> _Your task_
Provide again, from the entries below, every line from the one containing "pub fn enabled_tools(&self)" through the one containing "let mut parsed", exactly as written, and no other line.

> _Exercise materials_
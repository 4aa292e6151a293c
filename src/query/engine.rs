//! The faceted browse engine.
//!
//! A browse request is a pure function of (catalog snapshot, query string):
//! parse the query into a [`FilterState`], filter the catalog, compute
//! facets over the filtered set, build a per-model link (or a
//! group-accumulation link when a comparison group is being assembled),
//! optionally re-group the result map, and serialize. No state survives a
//! request.

use std::time::Instant;

use indexmap::IndexMap;
use serde::Serialize;
use tracing::{debug, instrument};

use crate::catalog::ModelCatalog;
use crate::error::Result;
use crate::identifier::{self, ParsedModelIdentifier};
use crate::telemetry;
use crate::types::{Capability, ModelDescriptor, OutputType};

use super::links::{Link, LinkMap};
use super::querystring::{ParamKind, QueryString};

/// Sort keys accepted from the `sort` parameter. Anything else is ignored.
pub const ALLOWED_SORT_KEYS: &[&str] = &[
    "topWeekly",
    "newest",
    "throughputHighToLow",
    "latencyLowToHigh",
    "pricingLowToHigh",
    "pricingHighToLow",
];

/// Filter params consumed by the browse view; detail links drop them.
const DETAIL_PARAMS: &[&str] = &["groupBy", "capabilities", "provider", "author", "outputType"];

/// Named comparison groups offered under `links.groupPresets`.
const GROUP_PRESETS: &[(&str, &str)] = &[
    ("frontier", "claude-3-7-sonnet,o3-mini,gemini"),
    (
        "frontierReasoning",
        "claude-3-7-sonnet:reasoning,gemini-2.0-flash-thinking-exp-01-21,r1:reasoning,sonar-deep-research:reasoning",
    ),
    ("cheapReasoning", "qwq-32b:reasoning,r1:reasoning"),
    ("coding", "claude-3-7-sonnet,o3-mini,deepseek-v3"),
    ("roleplay", "mythomax-l2-13b,claude-3-7-sonnet"),
    ("cheapAndFast", "gemini,gemma-3,gpt-4o-mini"),
    ("wideRange", "claude-3-7-sonnet,gemini,gpt-4o-mini,qwq-32b"),
];

/// Capability tags offered as toggle links under `links.capabilities`.
const CAPABILITY_TOGGLES: &[Capability] = &[
    Capability::Tools,
    Capability::StructuredOutputs,
    Capability::Reasoning,
    Capability::Vision,
];

// ============================================================================
// Engine options
// ============================================================================

/// Host-supplied addressing for generated links.
#[derive(Debug, Clone)]
pub struct EngineOptions {
    /// Base URL of the browse surface; per-model links are `{base}/{id}`.
    pub base_url: String,
    /// Chat surface that `links.toLLM` points at.
    pub chat_url: String,
}

impl Default for EngineOptions {
    fn default() -> Self {
        Self {
            base_url: "/models".to_string(),
            chat_url: "https://llm.do".to_string(),
        }
    }
}

// ============================================================================
// Filter state
// ============================================================================

/// Grouping axis for the response map.
#[derive(Debug, Clone, Copy, PartialEq, Eq)]
pub enum GroupKey {
    Provider,
    Author,
}

impl GroupKey {
    pub fn as_str(&self) -> &'static str {
        match self {
            GroupKey::Provider => "provider",
            GroupKey::Author => "author",
        }
    }
}

/// Everything the engine reads out of one query string.
///
/// Parsing never fails: unknown values degrade (unknown capability tags
/// match nothing, unknown sort keys are dropped, unknown grouping falls
/// back to author) rather than erroring, so the surface stays browsable.
#[derive(Debug, Clone)]
pub struct FilterState {
    pub provider: Option<String>,
    pub author: Option<String>,
    /// Requested capability tags plus any implied by `output_type`.
    pub capabilities: Vec<Capability>,
    pub output_type: Option<OutputType>,
    /// `None` when grouping is explicitly disabled (`groupBy=` empty).
    pub group_by: Option<GroupKey>,
    /// Active when the query carries a `models` key at all, even empty.
    pub group_creation_mode: bool,
    pub group_models: Vec<String>,
    /// Validated sort key; active sorting suppresses grouping.
    pub sort: Option<String>,
    /// Raw `outputType` parameter text, kept for link construction even
    /// when it names no known preset.
    raw_output_type: Option<String>,
}
//! Model identifier parsing and reconstruction.
//!
//! A model identifier is the canonical addressable form of a model plus its
//! modifiers, used verbatim in URLs:
//!
//! ```text
//! gpt-4o-2024-08-06
//! claude-3-7-sonnet:reasoning
//! gemini-1.5-pro(tools,github.createIssue)
//! ```
//!
//! The grammar is a base model token, optionally followed by `:tag`
//! suffixes and/or a parenthesized comma-separated modifier list. Modifier
//! tokens that name a known capability tag become capabilities; everything
//! else is a tool name (namespaced tools look like `app.action`).
//!
//! Parsing is permissive: an unbalanced parenthesis or other unrecognized
//! trailing text folds into the base token rather than erroring. The one
//! hard failure is an identifier with no base token at all
//! ([`MuninError::UnsupportedSpec`]) — reconstruction from an empty base
//! would be meaningless.
//!
//! `reconstruct(parse(s))` denotes the same model and enabled-modifier set
//! as `s`; byte equality is not guaranteed (suffix modifiers are normalised
//! into the parenthesized form, ordering of tools is set-like).

use indexmap::IndexMap;
use serde::{Deserialize, Serialize};

use crate::error::{MuninError, Result};
use crate::types::Capability;

/// Structured decomposition of a model identifier string.
#[derive(Debug, Clone, Default, PartialEq, Serialize, Deserialize)]
pub struct ParsedModelIdentifier {
    /// Base model id or alias.
    pub model: String,
    /// Capability modifiers, in appearance order, deduplicated.
    #[serde(default, skip_serializing_if = "Vec::is_empty")]
    pub capabilities: Vec<Capability>,
    /// Tool name → enabled. Insertion-ordered for stable reconstruction;
    /// equality of identifiers treats this as a set.
    #[serde(default, skip_serializing_if = "IndexMap::is_empty")]
    pub tools: IndexMap<String, bool>,
}

impl ParsedModelIdentifier {
    /// A bare identifier with no modifiers.
    pub fn bare(model: impl Into<String>) -> Self {
        Self {
            model: model.into(),
            ..Default::default()
        }
    }

    /// Toggle a tool: present → removed, absent → added enabled.
    pub fn toggle_tool(&mut self, name: &str) {
        if self.tools.shift_remove(name).is_none() {
            self.tools.insert(name.to_string(), true);
        }
    }

    /// Toggle a capability modifier: present → removed, absent → appended.
    pub fn toggle_capability(&mut self, cap: Capability) {
        if let Some(idx) = self.capabilities.iter().position(|c| *c == cap) {
            self.capabilities.remove(idx);
        } else {
            self.capabilities.push(cap);
        }
    }

    /// Enabled tool names, in insertion order.
    pub fn enabled_tools(&self) -> impl Iterator<Item = &str> {
        self.tools
            .iter()
            .filter(|(_, enabled)| **enabled)
            .map(|(name, _)| name.as_str())
    }
}

/// Parse a model identifier string.
///
/// Fails only when no base model token can be extracted (empty input or a
/// bare modifier list).
pub fn parse(spec: &str) -> Result<ParsedModelIdentifier> {
    let spec = spec.trim();
    if spec.is_empty() {
        return Err(MuninError::UnsupportedSpec(spec.to_string()));
    }

    // A parenthesized modifier list is only recognised when it closes the
    // string; anything else stays part of the base token.
    let (head, paren_mods) = match spec.find('(') {
        Some(open) if spec.ends_with(')') => {
            (&spec[..open], Some(&spec[open + 1..spec.len() - 1]))
        }
        _ => (spec, None),
    };

    // `:tag` suffixes on the head are modifiers too.
    let mut segments = head.split(':');
    let model = segments.next().unwrap_or_default().trim();
    if model.is_empty() {
        return Err(MuninError::UnsupportedSpec(spec.to_string()));
    }

    let mut parsed = ParsedModelIdentifier::bare(model);
    for segment in segments {
        classify_modifier(&mut parsed, segment);
    }
    if let Some(mods) = paren_mods {
        for token in mods.split(',') {
            classify_modifier(&mut parsed, token);
        }
    }

    Ok(parsed)
}

/// Rebuild the canonical identifier string from a parsed identifier.
///
/// Disabled tools are omitted; an identifier with no enabled modifiers
/// reconstructs to the bare base model string.
pub fn reconstruct(parsed: &ParsedModelIdentifier) -> String {
    let mods: Vec<&str> = parsed
        .capabilities
        .iter()
        .map(Capability::as_str)
        .chain(parsed.enabled_tools())
        .collect();

    if mods.is_empty() {
        parsed.model.clone()
    } else {
        format!("{}({})", parsed.model, mods.join(","))
    }
}

/// Sort a modifier token into capabilities or tools.
///
/// Known capability tags become capabilities; any other non-empty token is
/// an enabled tool. Duplicates are dropped.
fn classify_modifier(parsed: &mut ParsedModelIdentifier, token: &str) {
    let token = token.trim();
    if token.is_empty() {
        return;
    }
    let cap = Capability::from(token);
    if cap.is_known() {
        if !parsed.capabilities.contains(&cap) {
            parsed.capabilities.push(cap);
        }
    } else if !parsed.tools.contains_key(token) {
        parsed.tools.insert(token.to_string(), true);
    }
}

> _Response below_
    pub fn enabled_tools(&self) -> impl Iterator<Item = &str> {
        self.tools
            .iter()
            .filter(|(_, enabled)| **enabled)
            .map(|(name, _)| name.as_str())
    }
}

/// Parse a model identifier string.
///
/// Fails only when no base model token can be extracted (empty input or a
/// bare modifier list).
pub fn parse(spec: &str) -> Result<ParsedModelIdentifier> {
    let spec = spec.trim();
    if spec.is_empty() {
        return Err(MuninError::UnsupportedSpec(spec.to_string()));
    }

    // A parenthesized modifier list is only recognised when it closes the
    // string; anything else stays part of the base token.
    let (head, paren_mods) = match spec.find('(') {
        Some(open) if spec.ends_with(')') => {
            (&spec[..open], Some(&spec[open + 1..spec.len() - 1]))
        }
        _ => (spec, None),
    };

    // `:tag` suffixes on the head are modifiers too.
    let mut segments = head.split(':');
    let model = segments.next().unwrap_or_default().trim();
    if model.is_empty() {
        return Err(MuninError::UnsupportedSpec(spec.to_string()));
    }

    let mut parsed = ParsedModelIdentifier::bare(model);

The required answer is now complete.